• **Data for the task**
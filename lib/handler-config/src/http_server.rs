use schemars::JsonSchema;
use serde::{Deserialize, Serialize};

#[derive(Debug, Deserialize, Serialize, JsonSchema)]
#[serde(deny_unknown_fields)]
pub struct HttpServerConfig {
    /// The host address to bind the HTTP server to.
    ///
    /// Can also be set via the `HOST` environment variable.
    #[serde(default = "http_server_host_default")]
    host: String,

    /// The port to bind the HTTP server to.
    ///
    /// Can also be set via the `PORT` environment variable.
    #[serde(default = "http_server_port_default")]
    port: u16,

    /// The path GraphQL requests are served on, for every HTTP method.
    #[serde(default = "graphql_endpoint_default")]
    pub graphql_endpoint: String,

    /// The largest request body, in bytes, read before giving up on it. A body over
    /// the limit is handled as if the request had none.
    #[serde(default = "max_request_body_size_default")]
    pub max_request_body_size: usize,
}

impl Default for HttpServerConfig {
    fn default() -> Self {
        Self {
            host: http_server_host_default(),
            port: http_server_port_default(),
            graphql_endpoint: graphql_endpoint_default(),
            max_request_body_size: max_request_body_size_default(),
        }
    }
}

fn http_server_host_default() -> String {
    "0.0.0.0".to_string()
}

fn http_server_port_default() -> u16 {
    4000
}

fn graphql_endpoint_default() -> String {
    "/graphql".to_string()
}

fn max_request_body_size_default() -> usize {
    2 * 1024 * 1024
}

impl HttpServerConfig {
    pub fn address(&self) -> String {
        format!("{}:{}", self.host, self.port)
    }
}
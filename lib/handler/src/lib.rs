mod body_read;
pub mod content_type;
pub mod error;
pub mod executor;
pub mod handler;
pub mod request_params;

use std::sync::Arc;

use ntex::web::{self, HttpRequest};
use tracing::warn;

pub use crate::{
    body_read::{read_body_stream, ReadBodyStreamError},
    content_type::RequestContentType,
    error::{HandlerError, RequestParamsError},
    executor::Executor,
    handler::{Config, Handler, DEFAULT_MAX_REQUEST_BODY_SIZE},
    request_params::{resolve_request_parameters, RequestParameters, Variables},
};

pub use async_trait::async_trait;
pub use ntex;

/// ntex endpoint serving GraphQL through the [`Handler`] stored in the app state.
///
/// A body that cannot be read (broken stream, too large) is treated as missing.
pub async fn graphql_endpoint_handler<E: Executor>(
    request: HttpRequest,
    body_stream: web::types::Payload,
    handler: web::types::State<Arc<Handler<E>>>,
) -> web::HttpResponse {
    let body = match read_body_stream(&request, body_stream, handler.max_request_body_size()).await
    {
        Ok(body) => Some(body),
        Err(err) => {
            warn!(code = err.error_code(), "{}", err);
            None
        }
    };

    handler.serve_http(&request, body.as_deref()).await
}

/// Registers the GraphQL endpoint on `graphql_endpoint` for every HTTP method.
///
/// The app must hold an `Arc<Handler<E>>` state.
pub fn configure_ntex_app<E: Executor>(
    service_config: &mut web::ServiceConfig,
    graphql_endpoint: &str,
) {
    service_config.route(graphql_endpoint, web::to(graphql_endpoint_handler::<E>));
}
use std::sync::Arc;

use ntex::web::{self, HttpRequest};
use serde::Serialize;
use serde_json::ser::PrettyFormatter;
use tracing::{debug, warn};

use crate::error::HandlerError;
use crate::executor::Executor;
use crate::request_params::resolve_request_parameters;

/// Indentation used for pretty responses.
const PRETTY_INDENT: &[u8] = b"   ";

/// Default limit for request bodies read by the ntex endpoint, 2 MiB.
pub const DEFAULT_MAX_REQUEST_BODY_SIZE: usize = 2 * 1024 * 1024;

pub struct Config<E: Executor> {
    /// Engine executing the resolved requests. Required, see [`Handler::new`].
    pub executor: Option<Arc<E>>,
    /// Passed to the executor on every request served through [`Handler::serve_http`].
    pub context: E::Context,
    /// Indent the JSON responses.
    pub pretty: bool,
    /// Respond with `500` and the executor's error instead of the result whenever the
    /// executor reports one.
    pub strict_errors: bool,
    /// Largest request body the ntex endpoint reads, in bytes.
    pub max_request_body_size: usize,
}

impl<E> Default for Config<E>
where
    E: Executor,
    E::Context: Default,
{
    fn default() -> Self {
        Self {
            executor: None,
            context: E::Context::default(),
            pretty: true,
            strict_errors: false,
            max_request_body_size: DEFAULT_MAX_REQUEST_BODY_SIZE,
        }
    }
}

/// Serves GraphQL over HTTP on top of an [`Executor`].
///
/// Immutable once built, share it between workers with an `Arc`.
pub struct Handler<E: Executor> {
    executor: Arc<E>,
    context: E::Context,
    pretty: bool,
    strict_errors: bool,
    max_request_body_size: usize,
}

impl<E> Handler<E>
where
    E: Executor,
    E::Context: Default,
{
    /// Builds a handler, using [`Config::default`] when no config is given.
    ///
    /// # Panics
    ///
    /// Panics when the config has no executor. A handler without one could never
    /// serve a request, so this is treated as a programming error.
    pub fn new(config: Option<Config<E>>) -> Self {
        match Self::try_new(config.unwrap_or_default()) {
            Ok(handler) => handler,
            Err(err) => panic!("{}", err),
        }
    }
}

impl<E: Executor> Handler<E> {
    pub fn try_new(config: Config<E>) -> Result<Self, HandlerError> {
        let executor = config.executor.ok_or(HandlerError::MissingExecutor)?;

        Ok(Self {
            executor,
            context: config.context,
            pretty: config.pretty,
            strict_errors: config.strict_errors,
            max_request_body_size: config.max_request_body_size,
        })
    }

    pub fn max_request_body_size(&self) -> usize {
        self.max_request_body_size
    }

    /// Executes the request with the context stored in the handler's config.
    pub async fn serve_http(&self, req: &HttpRequest, body: Option<&[u8]>) -> web::HttpResponse {
        self.context_handler(&self.context, req, body).await
    }

    /// Executes the request with a caller-provided context.
    ///
    /// Always responds with `200 OK` and the executor's result, even when the executor
    /// also returned an error, unless strict errors are enabled.
    pub async fn context_handler(
        &self,
        context: &E::Context,
        req: &HttpRequest,
        body: Option<&[u8]>,
    ) -> web::HttpResponse {
        let params = resolve_request_parameters(req, body);

        let (result, error) = self
            .executor
            .execute(
                context,
                &params.query,
                params.variables.as_ref(),
                params.operation_name.as_deref(),
            )
            .await;

        if let Some(error) = error {
            if self.strict_errors {
                warn!("executor failed: {}", error);
                let payload = serde_json::json!({
                    "errors": [{ "message": error.to_string() }]
                });
                return web::HttpResponse::InternalServerError()
                    .body(self.response_body(&payload));
            }

            debug!("ignoring error returned next to the execution result: {}", error);
        }

        web::HttpResponse::Ok().body(self.response_body(&result))
    }

    /// Serializes a response, falling back to an empty body when that fails.
    fn response_body<T: Serialize + ?Sized>(&self, value: &T) -> Vec<u8> {
        to_json_bytes(value, self.pretty).unwrap_or_else(|err| {
            warn!("failed to serialize the GraphQL response: {}", err);
            Vec::new()
        })
    }
}

pub fn to_json_bytes<T: Serialize + ?Sized>(
    value: &T,
    pretty: bool,
) -> Result<Vec<u8>, serde_json::Error> {
    if !pretty {
        return serde_json::to_vec(value);
    }

    let mut buffer = Vec::with_capacity(128);
    let formatter = PrettyFormatter::with_indent(PRETTY_INDENT);
    let mut serializer = serde_json::Serializer::with_formatter(&mut buffer, formatter);
    value.serialize(&mut serializer)?;
    Ok(buffer)
}
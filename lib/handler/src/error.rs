#[derive(Debug, thiserror::Error)]
pub enum HandlerError {
    #[error("Undefined GraphQL Executor")]
    MissingExecutor,
}

/// Reasons a request could not be turned into GraphQL parameters.
///
/// These never reach the client: the resolver logs them and continues with empty parameters.
#[derive(Debug, thiserror::Error)]
pub enum RequestParamsError {
    #[error("Request body is not valid UTF-8: {0}")]
    InvalidUtf8Body(#[from] std::str::Utf8Error),
    #[error("Failed to parse form body: {0}")]
    InvalidFormBody(#[from] serde_urlencoded::de::Error),
    #[error("Form body has no 'query' field")]
    MissingFormQuery,
    #[error("Failed to parse JSON body: {0}")]
    InvalidJsonBody(#[from] sonic_rs::Error),
    #[error("JSON body is not an object")]
    JsonBodyNotAnObject,
}
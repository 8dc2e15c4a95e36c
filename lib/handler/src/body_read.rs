use futures::TryStreamExt;
use http::header::CONTENT_LENGTH;
use ntex::{
    http::error::PayloadError,
    util::{Bytes, BytesMut},
    web::{self, HttpRequest},
};
use strum::IntoStaticStr;

#[derive(Debug, thiserror::Error, IntoStaticStr)]
pub enum ReadBodyStreamError {
    #[error("Failed to read request body: {0}")]
    #[strum(serialize = "PAYLOAD_READ_ERROR")]
    PayloadReadError(#[from] PayloadError),

    #[error("Content-Length header has invalid value")]
    #[strum(serialize = "INVALID_CONTENT_LENGTH")]
    InvalidContentLengthHeader,

    #[error("Request body exceeds the maximum allowed size of {0} bytes")]
    #[strum(serialize = "PAYLOAD_TOO_LARGE")]
    PayloadTooLarge(usize),
}

impl ReadBodyStreamError {
    pub fn error_code(&self) -> &'static str {
        self.into()
    }
}

/// Reads the whole request body into memory, refusing bodies larger than `max_size`.
pub async fn read_body_stream(
    req: &HttpRequest,
    mut body_stream: web::types::Payload,
    max_size: usize,
) -> Result<Bytes, ReadBodyStreamError> {
    let content_length = match req.headers().get(CONTENT_LENGTH) {
        Some(header) => {
            let content_length: usize = header
                .to_str()
                .ok()
                .and_then(|value| value.parse().ok())
                .ok_or(ReadBodyStreamError::InvalidContentLengthHeader)?;
            if content_length > max_size {
                return Err(ReadBodyStreamError::PayloadTooLarge(max_size));
            }
            content_length
        }
        None => 0,
    };

    let mut body = BytesMut::with_capacity(content_length);

    while let Some(chunk) = body_stream.try_next().await? {
        if chunk.len() > max_size.saturating_sub(body.len()) {
            return Err(ReadBodyStreamError::PayloadTooLarge(max_size));
        }
        body.extend_from_slice(&chunk);
    }

    Ok(body.freeze())
}
use graphql_handler_server::server_entrypoint;
use mimalloc::MiMalloc;

#[global_allocator]
static GLOBAL: MiMalloc = MiMalloc;

#[ntex::main]
async fn main() -> Result<(), Box<dyn std::error::Error>> {
    server_entrypoint().await
}
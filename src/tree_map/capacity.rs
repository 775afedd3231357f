use super::TreeMap;
use crate::raw::RawTree;

impl<K, V> TreeMap<K, V> {
    /// Creates an empty map with both backing arenas (nodes and values)
    /// preallocated for `capacity` entries, so the first `capacity`
    /// insertions grow neither buffer.
    ///
    /// `BTreeMap` exposes no capacity surface; the arena-backed layout is
    /// what makes preallocation meaningful here.
    ///
    /// # Examples
    ///
    /// ```
    /// use sabi_tree::TreeMap;
    ///
    /// let mut map = TreeMap::with_capacity(4);
    /// assert_eq!(map.capacity(), 4);
    ///
    /// map.insert(1, "one");
    /// map.insert(2, "two");
    /// assert_eq!(map.capacity(), 4);
    /// ```
    ///
    /// # Complexity
    ///
    /// O(capacity).
    #[must_use]
    pub fn with_capacity(capacity: usize) -> Self {
        TreeMap {
            raw: RawTree::with_capacity(capacity),
        }
    }

    /// Returns the number of entries the map can hold before its node arena
    /// grows.
    ///
    /// Slots freed by removal are recycled before the arena allocates, so
    /// capacity never shrinks while entries come and go.
    ///
    /// # Examples
    ///
    /// ```
    /// use sabi_tree::TreeMap;
    ///
    /// let mut map = TreeMap::with_capacity(4);
    /// map.insert(1, "one");
    /// map.insert(2, "two");
    /// map.remove(&1);
    ///
    /// // The freed slot serves the next insertion.
    /// map.insert(3, "three");
    /// assert_eq!(map.capacity(), 4);
    /// ```
    ///
    /// # Complexity
    ///
    /// O(1)
    #[must_use]
    pub fn capacity(&self) -> usize {
        self.raw.capacity()
    }
}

• **What to produce**
Using the records above, pull out each line where the word "HttpRequest" occurs.

• **Written response**
use ntex::web::{self, HttpRequest};
    request: HttpRequest,
use ntex::web::{self, HttpRequest};
    pub async fn serve_http(&self, req: &HttpRequest, body: Option<&[u8]>) -> web::HttpResponse {
        req: &HttpRequest,
    web::{self, HttpRequest},
    req: &HttpRequest,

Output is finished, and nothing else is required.